▶ Activity
Where a line of the listing below includes the word "bool", reproduce that line.

Data for review Start Marker

//! Core data models: messages, directives, transaction intents

use chrono::{DateTime, Utc};
use serde::{Deserialize, Serialize};
use std::fmt;
use uuid::Uuid;

//
// ================= Roles =================
//

#[derive(Debug, Clone, Copy, Serialize, Deserialize, PartialEq, Eq)]
#[serde(rename_all = "lowercase")]
pub enum Role {
    User,
    Analyst,
    Executor,
    System,
}

impl Role {
    pub fn as_str(&self) -> &'static str {
        match self {
            Role::User => "user",
            Role::Analyst => "analyst",
            Role::Executor => "executor",
            Role::System => "system",
        }
    }

    pub fn parse(raw: &str) -> Option<Self> {
        match raw.trim().to_lowercase().as_str() {
            "user" | "human" => Some(Role::User),
            "analyst" => Some(Role::Analyst),
            "executor" => Some(Role::Executor),
            "system" => Some(Role::System),
            _ => None,
        }
    }
}

/// The two specialist identities.
#[derive(Debug, Clone, Copy, Serialize, Deserialize, PartialEq, Eq, Hash)]
#[serde(rename_all = "lowercase")]
pub enum Specialist {
    Analyst,
    Executor,
}

impl Specialist {
    /// Identity tag every specialist message starts with.
    pub fn tag(&self) -> &'static str {
        match self {
            Specialist::Analyst => "[Analyst]",
            Specialist::Executor => "[Executor]",
        }
    }

    pub fn role(&self) -> Role {
        match self {
            Specialist::Analyst => Role::Analyst,
            Specialist::Executor => Role::Executor,
        }
    }

    pub fn directive(&self) -> RoutingDirective {
        match self {
            Specialist::Analyst => RoutingDirective::Analyst,
            Specialist::Executor => RoutingDirective::Executor,
        }
    }
}

impl fmt::Display for Specialist {
    fn fmt(&self, f: &mut fmt::Formatter<'_>) -> fmt::Result {
        match self {
            Specialist::Analyst => write!(f, "analyst"),
            Specialist::Executor => write!(f, "executor"),
        }
    }
}

//
// ================= Message =================
//

#[derive(Debug, Clone, Serialize, Deserialize, PartialEq)]
pub struct Message {
    pub message_id: Uuid,
    pub timestamp: DateTime<Utc>,
    pub role: Role,
    pub content: String,
}

impl Message {
    pub fn new(role: Role, content: impl Into<String>) -> Self {
        Self {
            message_id: Uuid::new_v4(),
            timestamp: Utc::now(),
            role,
            content: content.into(),
        }
    }

    pub fn user(content: impl Into<String>) -> Self {
        Self::new(Role::User, content)
    }

    pub fn system(content: impl Into<String>) -> Self {
        Self::new(Role::System, content)
    }

    /// Specialist reply, prefixed with the identity tag.
    pub fn from_specialist(specialist: Specialist, body: &str) -> Self {
        Self::new(
            specialist.role(),
            format!("{} {}", specialist.tag(), body),
        )
    }

    /// Who authored this message, read from the identity tag alone.
    pub fn author(&self) -> Option<Specialist> {
        [Specialist::Analyst, Specialist::Executor]
            .into_iter()
            .find(|s| self.content.starts_with(s.tag()))
    }

    /// Content without the identity tag.
    pub fn body(&self) -> &str {
        match self.author() {
            Some(s) => {
                let rest = &self.content[s.tag().len()..];
                rest.strip_prefix(' ').unwrap_or(rest)
            }
            None => &self.content,
        }
    }

    pub fn has_transaction_intent(&self) -> bool {
        contains_transaction_marker(&self.content)
    }
}

/// Messages of the current turn: from the latest user message onwards.
pub fn current_turn(history: &[Message]) -> &[Message] {
    match history.iter().rposition(|m| m.role == Role::User) {
        Some(start) => &history[start..],
        None => history,
    }
}

//
// ================= Routing =================
//

#[derive(Debug, Clone, Copy, Serialize, Deserialize, PartialEq, Eq)]
#[serde(rename_all = "UPPERCASE")]
pub enum RoutingDirective {
    Analyst,
    Executor,
    Finish,
}

impl RoutingDirective {
    pub fn specialist(&self) -> Option<Specialist> {
        match self {
            RoutingDirective::Analyst => Some(Specialist::Analyst),
            RoutingDirective::Executor => Some(Specialist::Executor),
            RoutingDirective::Finish => None,
        }
    }
}

impl fmt::Display for RoutingDirective {
    fn fmt(&self, f: &mut fmt::Formatter<'_>) -> fmt::Result {
        let s = match self {
            RoutingDirective::Analyst => "ANALYST",
            RoutingDirective::Executor => "EXECUTOR",
            RoutingDirective::Finish => "FINISH",
        };
        write!(f, "{}", s)
    }
}

//
// ================= Transaction Intent =================
//

/// Unsigned transaction handed to an external wallet.
///
/// Field order is the wire order: `{"type","message","tx_data":{"to","data","value"}}`.
#[derive(Debug, Clone, Serialize, Deserialize, PartialEq, Eq)]
pub struct TransactionIntent {
    #[serde(rename = "type")]
    pub kind: String,
    pub message: String,
    pub tx_data: TxData,
}

#[derive(Debug, Clone, Serialize, Deserialize, PartialEq, Eq)]
pub struct TxData {
    pub to: String,
    pub data: String,
    pub value: String,
}

impl TransactionIntent {
    pub const KIND: &'static str = "transaction";

    pub fn new(message: impl Into<String>, tx_data: TxData) -> Self {
        Self {
            kind: Self::KIND.to_string(),
            message: message.into(),
            tx_data,
        }
    }

    /// Parse the first embedded intent out of free text.
    ///
    /// Only used to surface a structured copy to callers; the text itself is
    /// never rewritten.
    pub fn extract(text: &str) -> Option<Self> {
        let marker = find_transaction_marker(text)?;
        let start = text[..marker].rfind('{')?;
        let end = matching_brace(text, start)?;
        serde_json::from_str(&text[start..=end]).ok()
    }
}

/// True when `text` carries `"type": "transaction"` (any whitespace around the colon).
pub fn contains_transaction_marker(text: &str) -> bool {
    find_transaction_marker(text).is_some()
}

fn find_transaction_marker(text: &str) -> Option<usize> {
    text.match_indices("\"type\"").find_map(|(idx, key)| {
        let rest = text[idx + key.len()..].trim_start();
        let rest = rest.strip_prefix(':')?.trim_start();
        rest.starts_with("\"transaction\"").then_some(idx)
    })
}

fn matching_brace(text: &str, start: usize) -> Option<usize> {
    let mut depth = 0usize;
    let mut in_string = false;
    let mut escaped = false;

    for (offset, ch) in text[start..].char_indices() {
        if in_string {
            match ch {
                _ if escaped => escaped = false,
                '\\' => escaped = true,
                '"' => in_string = false,
                _ => {}
            }
            continue;
        }
        match ch {
            '"' => in_string = true,
            '{' => depth += 1,
            '}' => {
                depth = depth.checked_sub(1)?;
                if depth == 0 {
                    return Some(start + offset);
                }
            }
            _ => {}
        }
    }
    None
}

//
// ================= Tool I/O =================
//

#[derive(Debug, Clone, Serialize, Deserialize)]
pub struct ToolInput {
    pub tool_name: String,
    pub parameters: serde_json::Value,
}

#[derive(Debug, Clone, Serialize, Deserialize, PartialEq)]
pub struct ToolOutput {
    pub success: bool,
    /// Plain text, or a serialized [`TransactionIntent`]
    pub content: String,
}

impl ToolOutput {
    pub fn text(content: impl Into<String>) -> Self {
        Self {
            success: true,
            content: content.into(),
        }
    }

    pub fn failure(content: impl Into<String>) -> Self {
        Self {
            success: false,
            content: content.into(),
        }
    }

    pub fn transaction(intent: &TransactionIntent) -> crate::Result<Self> {
        Ok(Self::text(serde_json::to_string(intent)?))
    }

    pub fn is_transaction(&self) -> bool {
        contains_transaction_marker(&self.content)
    }
}

//
// ================= Turn I/O =================
//

#[derive(Debug, Clone, Serialize, Deserialize)]
pub struct TurnRequest {
    pub session_id: Option<String>,
    pub text: String,
}

#[derive(Debug, Clone, Serialize, Deserialize)]
pub struct TurnResponse {
    pub answer: String,
    pub session_id: String,
    #[serde(skip_serializing_if = "Option::is_none")]
    pub transaction: Option<TransactionIntent>,
    pub hops: usize,
    pub truncated: bool,
}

Data for review End Marker

▶ Response
    pub fn has_transaction_intent(&self) -> bool {
pub fn contains_transaction_marker(text: &str) -> bool {
    pub success: bool,
    pub fn is_transaction(&self) -> bool {
    pub truncated: bool,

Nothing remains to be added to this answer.